## WORK ITEM
Take the material below and restate it word for word, stopping after the line in which "for model files" occurs.

## DATASET ENTRIES
● ● ● ●

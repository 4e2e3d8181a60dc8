//! Model file scanning and validation

use printcost_types::{Error, Result};
use std::path::{Path, PathBuf};
use walkdir::WalkDir;

/// Supported model extensions
const MODEL_EXTENSIONS: &[&str] = &["stl"];

/// Check if a path is a supported model file
pub fn is_supported_model(path: &Path) -> bool {
    path.extension()
        .and_then(|ext| ext.to_str())
        .map(|ext| MODEL_EXTENSIONS.contains(&ext.to_lowercase().as_str()))
        .unwrap_or(false)
}

/// Validate a model file exists and has a supported extension
pub fn validate_model(path: &Path) -> Result<()> {
    if !path.exists() {
        return Err(Error::FileNotFound(path.display().to_string()));
    }

    if !path.is_file() {
        return Err(Error::InvalidModelFile(format!(
            "{} is not a file",
            path.display()
        )));
    }

    if !is_supported_model(path) {
        return Err(Error::InvalidModelFile(format!(
            "Unsupported model format: {}",
            path.display()
        )));
    }

    Ok(())
}

/// Scan a directory for model files
pub fn scan_directory(dir: &Path) -> Result<Vec<PathBuf>> {
    if !dir.exists() {
        return Err(Error::FileNotFound(dir.display().to_string()));
    }

    if !dir.is_dir() {
        return Err(Error::InvalidModelFile(format!(
            "{} is not a directory",
            dir.display()
        )));
    }

    let mut models = Vec::new();

    for entry in WalkDir::new(dir)
        .follow_links(true)
        .into_iter()
        .filter_map(|e| e.ok())
    {
        let path = entry.path();
        if path.is_file() && is_supported_model(path) {
            models.push(path.to_path_buf());
        }
    }

    // Sort by filename for consistent ordering
    models.sort_by(|a, b| {
        a.file_name()
            .and_then(|n| n.to_str())
            .unwrap_or("")
            .cmp(b.file_name().and_then(|n| n.to_str()).unwrap_or(""))
    });

    Ok(models)
}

● ● ● ●

## THE ANSWER
repository 4e2e3d8181a60dc8
//! Model file scanning and validation

use printcost_types::{Error, Result};
use std::path::{Path, PathBuf};
use walkdir::WalkDir;

/// Supported model extensions
const MODEL_EXTENSIONS: &[&str] = &["stl"];

/// Check if a path is a supported model file
pub fn is_supported_model(path: &Path) -> bool {
    path.extension()
        .and_then(|ext| ext.to_str())
        .map(|ext| MODEL_EXTENSIONS.contains(&ext.to_lowercase().as_str()))
        .unwrap_or(false)
}

/// Validate a model file exists and has a supported extension
pub fn validate_model(path: &Path) -> Result<()> {
    if !path.exists() {
        return Err(Error::FileNotFound(path.display().to_string()));
    }

    if !path.is_file() {
        return Err(Error::InvalidModelFile(format!(
            "{} is not a file",
            path.display()
        )));
    }

    if !is_supported_model(path) {
        return Err(Error::InvalidModelFile(format!(
            "Unsupported model format: {}",
            path.display()
        )));
    }

    Ok(())
}

/// Scan a directory for model files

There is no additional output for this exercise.